Source data ->
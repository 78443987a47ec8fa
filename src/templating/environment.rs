//! Environment lookup capability passed into the renderer.
//!
//! Rendering never reads process-wide state directly. Callers hand the renderer
//! an [`Environment`], which keeps rendering pure given its inputs: tests use a
//! [`MapEnvironment`], `varify` uses [`ProcessEnvironment`], and the validator
//! layers its trial values over the real environment with
//! [`OverlayEnvironment`].

use std::collections::BTreeMap;
use std::sync::Arc;

/// Key/value lookup of platform variables.
pub trait Environment: Send + Sync {
    /// Value of `name`, or `None` when unset.
    fn get(&self, name: &str) -> Option<String>;
}

/// Reads the environment of the current process.
#[derive(Debug, Clone, Copy, Default)]
pub struct ProcessEnvironment;

impl Environment for ProcessEnvironment {
    fn get(&self, name: &str) -> Option<String> {
        std::env::var(name).ok()
    }
}

/// In-memory environment.
///
/// # Examples
///
/// ```rust
/// use nginx_buildpack::templating::{Environment, MapEnvironment};
///
/// let env = MapEnvironment::new().with("PORT", "8080");
/// assert_eq!(env.get("PORT").as_deref(), Some("8080"));
/// assert_eq!(env.get("HOME"), None);
/// ```
#[derive(Debug, Clone, Default, PartialEq, Eq)]
pub struct MapEnvironment {
    vars: BTreeMap<String, String>,
}

impl MapEnvironment {
    /// Create an empty environment.
    #[must_use]
    pub fn new() -> Self {
        Self::default()
    }

    /// Builder-style insert.
    #[must_use]
    pub fn with(mut self, name: impl Into<String>, value: impl Into<String>) -> Self {
        self.set(name, value);
        self
    }

    /// Set or replace a variable.
    pub fn set(&mut self, name: impl Into<String>, value: impl Into<String>) {
        self.vars.insert(name.into(), value.into());
    }
}

impl Environment for MapEnvironment {
    fn get(&self, name: &str) -> Option<String> {
        self.vars.get(name).cloned()
    }
}

impl<K, V> FromIterator<(K, V)> for MapEnvironment
where
    K: Into<String>,
    V: Into<String>,
{
    fn from_iter<I: IntoIterator<Item = (K, V)>>(iter: I) -> Self {
        Self {
            vars: iter.into_iter().map(|(k, v)| (k.into(), v.into())).collect(),
        }
    }
}

/// Fixed overrides consulted before a base environment.
#[derive(Clone)]
pub struct OverlayEnvironment {
    overrides: MapEnvironment,
    base: Arc<dyn Environment>,
}

impl OverlayEnvironment {
    /// Layer `overrides` on top of `base`.
    #[must_use]
    pub fn new(base: Arc<dyn Environment>, overrides: MapEnvironment) -> Self {
        Self {
            overrides,
            base,
        }
    }
}

impl Environment for OverlayEnvironment {
    fn get(&self, name: &str) -> Option<String> {
        self.overrides.get(name).or_else(|| self.base.get(name))
    }
}

impl std::fmt::Debug for OverlayEnvironment {
    fn fmt(&self, f: &mut std::fmt::Formatter<'_>) -> std::fmt::Result {
        f.debug_struct("OverlayEnvironment").field("overrides", &self.overrides).finish_non_exhaustive()
    }
}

Instructions to follow -> With the line holding "fn get(&self, name: &str) -> Option<String>;" as the first and the line holding "impl Environment for MapEnvironment" as the last, set down that range of the entries above exactly, and nothing else.

Written reply ->
    fn get(&self, name: &str) -> Option<String>;
}

/// Reads the environment of the current process.
#[derive(Debug, Clone, Copy, Default)]
pub struct ProcessEnvironment;

impl Environment for ProcessEnvironment {
    fn get(&self, name: &str) -> Option<String> {
        std::env::var(name).ok()
    }
}

/// In-memory environment.
///
/// # Examples
///
/// ```rust
/// use nginx_buildpack::templating::{Environment, MapEnvironment};
///
/// let env = MapEnvironment::new().with("PORT", "8080");
/// assert_eq!(env.get("PORT").as_deref(), Some("8080"));
/// assert_eq!(env.get("HOME"), None);
/// ```
#[derive(Debug, Clone, Default, PartialEq, Eq)]
pub struct MapEnvironment {
    vars: BTreeMap<String, String>,
}

impl MapEnvironment {
    /// Create an empty environment.
    #[must_use]
    pub fn new() -> Self {
        Self::default()
    }

    /// Builder-style insert.
    #[must_use]
    pub fn with(mut self, name: impl Into<String>, value: impl Into<String>) -> Self {
        self.set(name, value);
        self
    }

    /// Set or replace a variable.
    pub fn set(&mut self, name: impl Into<String>, value: impl Into<String>) {
        self.vars.insert(name.into(), value.into());
    }
}

impl Environment for MapEnvironment {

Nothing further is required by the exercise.